その発言に、二名はちょっと顔を見合わせて、
「気にするなディーノ。それが普通なんだ」
「むしろまともだったら異常なんですよ」
きっぱり言い放ったその言葉は、親友同士の遠慮ない冗談、というよりは確定した紛れも無い事実として話していそうだった。
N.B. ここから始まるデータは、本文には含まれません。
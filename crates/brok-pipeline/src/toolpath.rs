//! Machine-independent motion primitives.
//!
//! A [`ToolpathProgram`] is an ordered list of [`MotionPrimitive`]s. It
//! carries no text formatting; `brok-export` turns it into G-code.

use serde::Serialize;

use crate::types::Point;

/// Direction of a circular arc.
#[derive(Debug, Clone, Copy, PartialEq, Eq, Serialize)]
#[serde(rename_all = "lowercase")]
pub enum ArcDirection {
    /// Clockwise (`G2`).
    Clockwise,
    /// Counter-clockwise (`G3`).
    CounterClockwise,
}

/// One step of the cutting program.
#[derive(Debug, Clone, PartialEq, Serialize)]
#[serde(tag = "op", content = "args", rename_all = "snake_case")]
pub enum MotionPrimitive {
    /// Operator-visible annotation.
    Comment(String),
    /// Torch-off traverse in the XY plane.
    RapidMove(Point),
    /// Declare the current Z as zero.
    SetOffset,
    /// Probe toward `z` until the plate is touched.
    ProbeDown {
        /// Target depth.
        z: f64,
        /// Probe feed.
        feed: f64,
    },
    /// Back off toward `z` until the probe releases.
    ProbeRelease {
        /// Target height.
        z: f64,
        /// Release feed.
        feed: f64,
    },
    /// Rapid to height `z`.
    Retract(f64),
    /// Fire the torch.
    ToolOn,
    /// Extinguish the torch.
    ToolOff,
    /// Hold position for the given seconds.
    Dwell(f64),
    /// Feed down to height `z`.
    Plunge(f64),
    /// Straight cut to `to`.
    LinearCut {
        /// End point.
        to: Point,
        /// Cutting feed.
        feed: f64,
    },
    /// Circular cut to `to` around the centre `start + (i, j)`.
    ArcCut {
        /// End point.
        to: Point,
        /// Centre x offset from the start.
        i: f64,
        /// Centre y offset from the start.
        j: f64,
        /// Cutting feed.
        feed: f64,
        /// Arc direction.
        direction: ArcDirection,
    },
}

impl MotionPrimitive {
    /// XY end point of a move, if the primitive moves in the plane.
    #[must_use]
    pub const fn xy_target(&self) -> Option<Point> {
        match self {
            Self::RapidMove(p) | Self::LinearCut { to: p, .. } | Self::ArcCut { to: p, .. } => {
                Some(*p)
            }
            _ => None,
        }
    }
}

/// Ordered motion primitives for a whole job.
#[derive(Debug, Clone, Default, PartialEq, Serialize)]
pub struct ToolpathProgram {
    primitives: Vec<MotionPrimitive>,
}

impl ToolpathProgram {
    /// Wrap a primitive list.
    #[must_use]
    pub const fn new(primitives: Vec<MotionPrimitive>) -> Self {
        Self { primitives }
    }

    /// The primitives in execution order.
    #[must_use]
    pub fn primitives(&self) -> &[MotionPrimitive] {
        &self.primitives
    }

    /// Number of primitives.
    #[must_use]
    pub const fn len(&self) -> usize {
        self.primitives.len()
    }

    /// Returns `true` if the program is empty.
    #[must_use]
    pub const fn is_empty(&self) -> bool {
        self.primitives.is_empty()
    }

    /// Number of torch firings.
    #[must_use]
    pub fn pierce_count(&self) -> usize {
        self.primitives
            .iter()
            .filter(|p| matches!(p, MotionPrimitive::ToolOn))
            .count()
    }

    /// Positions visited during each torch-on interval: the XY position
    /// when the torch fires followed by the end point of every cut until
    /// it goes out. Arcs contribute their end point only.
    #[must_use]
    pub fn cut_paths(&self) -> Vec<Vec<Point>> {
        let mut paths = Vec::new();
        let mut position: Option<Point> = None;
        let mut current: Option<Vec<Point>> = None;

        for primitive in &self.primitives {
            match primitive {
                MotionPrimitive::ToolOn => {
                    current = Some(position.into_iter().collect());
                }
                MotionPrimitive::ToolOff => {
                    if let Some(path) = current.take() {
                        paths.push(path);
                    }
                }
                other => {
                    if let Some(p) = other.xy_target() {
                        position = Some(p);
                        if let Some(path) = current.as_mut() {
                            path.push(p);
                        }
                    }
                }
            }
        }
        if let Some(path) = current {
            paths.push(path);
        }
        paths
    }

    /// Total XY length of cutting moves (arcs measured along the arc).
    #[must_use]
    pub fn cut_length(&self) -> f64 {
        let mut position: Option<Point> = None;
        let mut length = 0.0;
        for primitive in &self.primitives {
            match *primitive {
                MotionPrimitive::LinearCut { to, .. } => {
                    if let Some(from) = position {
                        length += from.distance(to);
                    }
                    position = Some(to);
                }
                MotionPrimitive::ArcCut {
                    to, i, j, direction, ..
                } => {
                    if let Some(from) = position {
                        length += arc_length(from, to, i, j, direction);
                    }
                    position = Some(to);
                }
                MotionPrimitive::RapidMove(p) => position = Some(p),
                _ => {}
            }
        }
        length
    }
}

/// Length of an arc from `from` to `to` around `from + (i, j)`. Coincident
/// end points mean a full circle.
fn arc_length(from: Point, to: Point, i: f64, j: f64, direction: ArcDirection) -> f64 {
    let center = Point::new(from.x + i, from.y + j);
    let radius = i.hypot(j);
    let a0 = (from.y - center.y).atan2(from.x - center.x);
    let a1 = (to.y - center.y).atan2(to.x - center.x);
    let tau = std::f64::consts::TAU;
    let mut sweep = match direction {
        ArcDirection::CounterClockwise => (a1 - a0).rem_euclid(tau),
        ArcDirection::Clockwise => (a0 - a1).rem_euclid(tau),
    };
    if sweep <= 1e-12 {
        sweep = tau;
    }
    radius * sweep
}

#[cfg(test)]
mod tests {
    use super::*;

    fn cut(x: f64, y: f64) -> MotionPrimitive {
        MotionPrimitive::LinearCut {
            to: Point::new(x, y),
            feed: 47.0,
        }
    }

    #[test]
    fn cut_paths_split_on_torch() {
        let program = ToolpathProgram::new(vec![
            MotionPrimitive::RapidMove(Point::new(0.0, 0.0)),
            MotionPrimitive::ToolOn,
            cut(1.0, 0.0),
            cut(1.0, 1.0),
            MotionPrimitive::ToolOff,
            MotionPrimitive::RapidMove(Point::new(5.0, 5.0)),
            MotionPrimitive::Retract(0.148),
            MotionPrimitive::ToolOn,
            cut(6.0, 5.0),
            MotionPrimitive::ToolOff,
            MotionPrimitive::RapidMove(Point::new(0.0, 0.0)),
        ]);
        let paths = program.cut_paths();
        assert_eq!(
            paths,
            vec![
                vec![Point::new(0.0, 0.0), Point::new(1.0, 0.0), Point::new(1.0, 1.0)],
                vec![Point::new(5.0, 5.0), Point::new(6.0, 5.0)],
            ]
        );
        assert_eq!(program.pierce_count(), 2);
    }

    #[test]
    fn cut_length_sums_linear_and_arc() {
        let program = ToolpathProgram::new(vec![
            MotionPrimitive::RapidMove(Point::new(0.0, 0.0)),
            MotionPrimitive::ToolOn,
            cut(3.0, 4.0),
            MotionPrimitive::ArcCut {
                to: Point::new(3.0, 4.0),
                i: 1.0,
                j: 0.0,
                feed: 47.0,
                direction: ArcDirection::Clockwise,
            },
            MotionPrimitive::ToolOff,
        ]);
        let expected = 5.0 + std::f64::consts::TAU;
        assert!((program.cut_length() - expected).abs() < 1e-9);
    }

    #[test]
    fn quarter_arc_length() {
        let l = arc_length(
            Point::new(-1.0, 0.0),
            Point::new(0.0, 1.0),
            1.0,
            0.0,
            ArcDirection::Clockwise,
        );
        assert!((l - std::f64::consts::FRAC_PI_2).abs() < 1e-9);
        let l = arc_length(
            Point::new(-1.0, 0.0),
            Point::new(0.0, 1.0),
            1.0,
            0.0,
            ArcDirection::CounterClockwise,
        );
        assert!((l - 3.0 * std::f64::consts::FRAC_PI_2).abs() < 1e-9);
    }

    #[test]
    fn empty_program() {
        let program = ToolpathProgram::default();
        assert!(program.is_empty());
        assert!(program.cut_paths().is_empty());
        assert!(program.cut_length().abs() < f64::EPSILON);
    }
}
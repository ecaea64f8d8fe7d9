//! Cut direction enforcement.
//!
//! A plasma arc leaves a bevel on the left of travel and a square edge on
//! the right. Keeping the part on the right means outer boundaries run
//! clockwise and holes run counter-clockwise (y-up frame). The enforcer
//! reverses any loop whose shoelace sign disagrees with its tag and hands
//! back an [`OrientedContour`], the only input the compiler accepts.

use geo::{Area, LineString, Polygon};
use serde::Serialize;
use tracing::debug;

use crate::error::GeometryError;
use crate::types::{Contour, ContourId, ContourKind, Point};

/// Travel direction around a closed loop.
#[derive(Debug, Clone, Copy, PartialEq, Eq, Serialize)]
#[serde(rename_all = "lowercase")]
pub enum Winding {
    /// Clockwise (negative signed area).
    Cw,
    /// Counter-clockwise (positive signed area).
    Ccw,
}

impl Winding {
    /// The winding that keeps the part on the square side of the kerf.
    #[must_use]
    pub const fn required_for(kind: ContourKind) -> Self {
        match kind {
            ContourKind::Outer => Self::Cw,
            ContourKind::Inner => Self::Ccw,
        }
    }
}

impl std::fmt::Display for Winding {
    fn fmt(&self, f: &mut std::fmt::Formatter<'_>) -> std::fmt::Result {
        match self {
            Self::Cw => f.write_str("CW"),
            Self::Ccw => f.write_str("CCW"),
        }
    }
}

/// A contour whose winding has been fixed.
///
/// Constructed only by [`enforce`].
#[derive(Debug, Clone, PartialEq, Serialize)]
pub struct OrientedContour {
    id: ContourId,
    kind: ContourKind,
    winding: Winding,
    points: Vec<Point>,
    reversed: bool,
}

impl OrientedContour {
    /// Source contour identity.
    #[must_use]
    pub const fn id(&self) -> ContourId {
        self.id
    }

    /// Outer or inner.
    #[must_use]
    pub const fn kind(&self) -> ContourKind {
        self.kind
    }

    /// Enforced winding.
    #[must_use]
    pub const fn winding(&self) -> Winding {
        self.winding
    }

    /// Points in cutting order, start first, no closing duplicate.
    #[must_use]
    pub fn points(&self) -> &[Point] {
        &self.points
    }

    /// Whether the source order had to be reversed.
    #[must_use]
    pub const fn was_reversed(&self) -> bool {
        self.reversed
    }

    /// Shoelace area in the cutting order.
    #[must_use]
    pub fn signed_area(&self) -> f64 {
        signed_area(&self.points)
    }

    /// Return the plain contour, keeping the enforced order.
    #[must_use]
    pub fn to_contour(&self) -> Contour {
        Contour::new(self.id, self.kind, self.points.clone())
    }
}

/// Shoelace signed area of an implicitly closed loop; positive when
/// counter-clockwise in a y-up frame.
#[must_use]
pub fn signed_area(points: &[Point]) -> f64 {
    let ring: LineString<f64> = points.iter().map(|p| (p.x, p.y)).collect();
    Polygon::new(ring, vec![]).signed_area()
}

/// Fix the winding of `contour` according to its kind.
///
/// Reversal keeps the start point first: `[p0, p1, .., pn]` becomes
/// `[p0, pn, .., p1]`. Already-correct loops pass through unchanged, so
/// enforcing twice is the same as enforcing once.
///
/// # Errors
///
/// Returns [`GeometryError::ZeroArea`] when the loop encloses no area and
/// therefore has no winding.
pub fn enforce(contour: Contour) -> Result<OrientedContour, GeometryError> {
    let area = signed_area(contour.points());
    let (id, kind, mut points) = contour.into_parts();
    if area.abs() <= f64::EPSILON || !area.is_finite() {
        return Err(GeometryError::ZeroArea { id });
    }

    let current = if area > 0.0 { Winding::Ccw } else { Winding::Cw };
    let winding = Winding::required_for(kind);
    let reversed = current != winding;
    if reversed {
        points[1..].reverse();
        debug!(contour = %id, %kind, from = %current, to = %winding, "reversed contour");
    }

    Ok(OrientedContour {
        id,
        kind,
        winding,
        points,
        reversed,
    })
}

/// Enforce every contour, stopping at the first failure.
///
/// # Errors
///
/// See [`enforce`].
pub fn enforce_all(
    contours: impl IntoIterator<Item = Contour>,
) -> Result<Vec<OrientedContour>, GeometryError> {
    contours.into_iter().map(enforce).collect()
}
「いや、そうじゃなくて、リーオンがいつも変なのは知ってる……
じゃなくて!様子がちょっと違うんだって!」
「ディーノ。フォローなんてしなくていいんだぜ」
「そうそう。リーオンが変なのは仕方無い事ですから、気遣い無用ですよ」
「僕が今言いたいところはそこじゃないったらー!」
吼えるように言うディーノに、最初に比べて自己主張がしっかり出来るようになったなぁ、とグリードーは眼を細めるが、此処は絶対に成長を喜ぶべき場面ではない。
「で、様子がちょっと違うって、どんな?」
ウォルフィが先を促す。ディーノは、うん、とひとつ頷いて、
「さっき近くを通りかかった時、昼寝もしてないのにその場にじっとしていて、お腹でも痛くなった?って聞いたら少し考え事があるだけだから気にしないでって答えて……」
ディーノのその内容に、二名は何ぃ!?と激しく慟哭した。
「あいつが考え事!?あり得ねぇ!」
「ボケる事しか出来ない頭で何をどう悩むってんだよ!」
「……いや、二人とも……リーオンだって悩みくらいはあると思うよ……?」
とフォローを入れてはいるが、ディーノだって昼寝をしないでじっとしているリーオンを異常と思い、空腹だと決めた時点で同じ穴のムジナだろう。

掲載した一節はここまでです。